Students choosing the emphasis in mathematics will focus their studies in a discipline which has been an important part of our intellectual heritage for centuries. Students select this area of emphasis if they are interested in mathematics for its own sake (pure mathematics) or as a tool for analyzing and solving real-world problems (applied mathematics). Graduates may use their skills in many careers, including fields such as engineering. Other typical areas of employment traditional for mathematicians are those requiring physics. Today, mathematical techniques are required in social, industrial, and management realms as well.
The emphasis in statistics provides applied courses in experimental design, multivariate statistical analysis, and applied regression analysis. Students also gain an extensive background in statistical computing. Students who wish to enter actuarial professions may prepare for the first two actuarial examinations by completing the calculus sequence, linear algebra sequence, and statistical theory sequence. Students who concentrate studies in statistics may find employment in business, industry, and government, as well as pursue further professional training in graduate school.
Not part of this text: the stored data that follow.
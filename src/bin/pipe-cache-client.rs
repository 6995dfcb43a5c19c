//! One-shot client for the pipe-cache server.
//!
//! With command words, sends them as one command and prints the response.
//! Without, runs a short SET/GET demonstration.

use clap::Parser;
use pipe_cache::client::send_command;
use pipe_cache::config::DEFAULT_PIPE_NAME;
use pipe_cache::logging;
use std::process::ExitCode;

#[derive(Parser, Debug)]
#[command(name = "pipe-cache-client")]
#[command(version)]
#[command(about = "Send a command to the pipe-cache server", long_about = None)]
struct Args {
    /// Channel name the server listens on
    #[arg(short, long, default_value = DEFAULT_PIPE_NAME)]
    name: String,

    /// Log level (trace, debug, info, warn, error)
    #[arg(long, default_value = "warn")]
    log_level: String,

    /// Command to send, e.g. `SET city dubai`
    #[arg(trailing_var_arg = true, allow_hyphen_values = true)]
    command: Vec<String>,
}

const DEMO: [&str; 3] = ["SET city dubai", "GET city", "G city"];

#[tokio::main(flavor = "current_thread")]
async fn main() -> ExitCode {
    let args = Args::parse();
    logging::init(&args.log_level);

    if args.command.is_empty() {
        for command in DEMO {
            match send_command(&args.name, command).await {
                Ok(response) => println!("{command} -> {response}"),
                Err(e) => println!("{command} -> Error: {e}"),
            }
        }
        return ExitCode::SUCCESS;
    }

    let command = args.command.join(" ");
    match send_command(&args.name, &command).await {
        Ok(response) => {
            println!("{response}");
            ExitCode::SUCCESS
        }
        Err(e) => {
            eprintln!("Error: {e}");
            ExitCode::FAILURE
        }
    }
}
Program Entrance Requirements
The University of Wisconsin System placement examination in mathematics is used to advise entering freshmen about the level at which they should enter university courses. In rare cases, a student who has been accelerated and has mastery of high school calculus may, with advice of faculty, enter MATH 203 Calculus and Analytic Geometry II. Upon earning a “C” or better in MATH 203, an additional four credits are granted for MATH 202 Calculus and Analytic Geometry I.
Mathematics majors must choose an interdisciplinary minor. Examples are Environmental Science, Business Administration, or Information Sciences.
Students seeking information on teacher certification should contact the Education Office.